Walker has sold over 11 million albums in his career, has 11 Number 1 singles to his name and is not planning to stop anytime soon. In fact, he is ready for the release of his first album in more than six years the name “Long Live the Cowboy.”
To balance his hectic life with MS, Walker is heavily dependent on his wife and caretaker, Jessica. It will play a major role in her husband’s health, while also maintaining their house has helped Jessica to understand that it is important to have a caregiver, and how to successfully keep the ones you love healthy and well.
“However, We need to have a plan for what would be for our best, every trip is different,” Jessica, who has three children with the Walker, told FoxNews.com.
For her family, she said that it is important to a healthy, organic diet and exercise, which means that the family makes an effort to cook together and try to work out for at least 10 minutes per day.
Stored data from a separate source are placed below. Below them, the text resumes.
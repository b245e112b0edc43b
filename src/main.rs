use tokio::net::TcpListener;
use tokio::signal;
use tracing_subscriber::{layer::SubscriberExt, util::SubscriberInitExt};

use sensor_dashboard::common::AppState;
use sensor_dashboard::config::Config;
use sensor_dashboard::routes;

#[tokio::main]
async fn main() -> Result<(), Box<dyn std::error::Error>> {
    // Initialize tracing
    tracing_subscriber::registry()
        .with(
            tracing_subscriber::EnvFilter::try_from_default_env()
                .unwrap_or_else(|_| "info,sensor_dashboard=debug".into()),
        )
        .with(tracing_subscriber::fmt::layer())
        .init();

    tracing::info!("Starting sensor-dashboard...");

    // Load configuration (fail-fast)
    let config = Config::from_env()?;
    tracing::info!(
        deployment = ?config.deployment,
        data_path = %config.data_path,
        sensors = ?config.sensor_names,
        stats = ?config.stats_to_show,
        show_attacks = config.show_attacks,
        "Configuration loaded"
    );

    // Load data and build the dashboard (fail-fast)
    let state = AppState::from_config(&config)?;

    // Build router
    let app = routes::build_router(state);

    // Start server with graceful shutdown
    let addr = config.bind_address();
    tracing::info!(address = %addr, "Starting server");
    let listener = TcpListener::bind(&addr).await?;
    axum::serve(listener, app)
        .with_graceful_shutdown(shutdown_signal())
        .await?;

    tracing::info!("Server shut down gracefully");
    Ok(())
}

async fn shutdown_signal() {
    let ctrl_c = async {
        signal::ctrl_c()
            .await
            .expect("Failed to install Ctrl+C handler");
    };

    #[cfg(unix)]
    let terminate = async {
        signal::unix::signal(signal::unix::SignalKind::terminate())
            .expect("Failed to install SIGTERM handler")
            .recv()
            .await;
    };

    #[cfg(not(unix))]
    let terminate = std::future::pending::<()>();

    tokio::select! {
        () = ctrl_c => {
            tracing::info!("Received Ctrl+C, shutting down...");
        },
        () = terminate => {
            tracing::info!("Received SIGTERM, shutting down...");
        },
    }
}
When the Walker career takes him on the road and Jessica is not able to join him, she depends on a strong support team, including her husband and the band members, to pitch in and make sure he’s keeping up with medications, diet and exercise.
“Although there are more than 90 million [carers] country, it can be a lonely position at times,” she said. “Knowing that you can achieve and create your own support team is very important.”
What Walker appreciates about Jessica’s role as a caretaker is elusive. He credits her for making the house a happier place where the focus is not the disease.
“It is not a house of despair or despair. It’s really a place where we call can grow and feel good,” he said.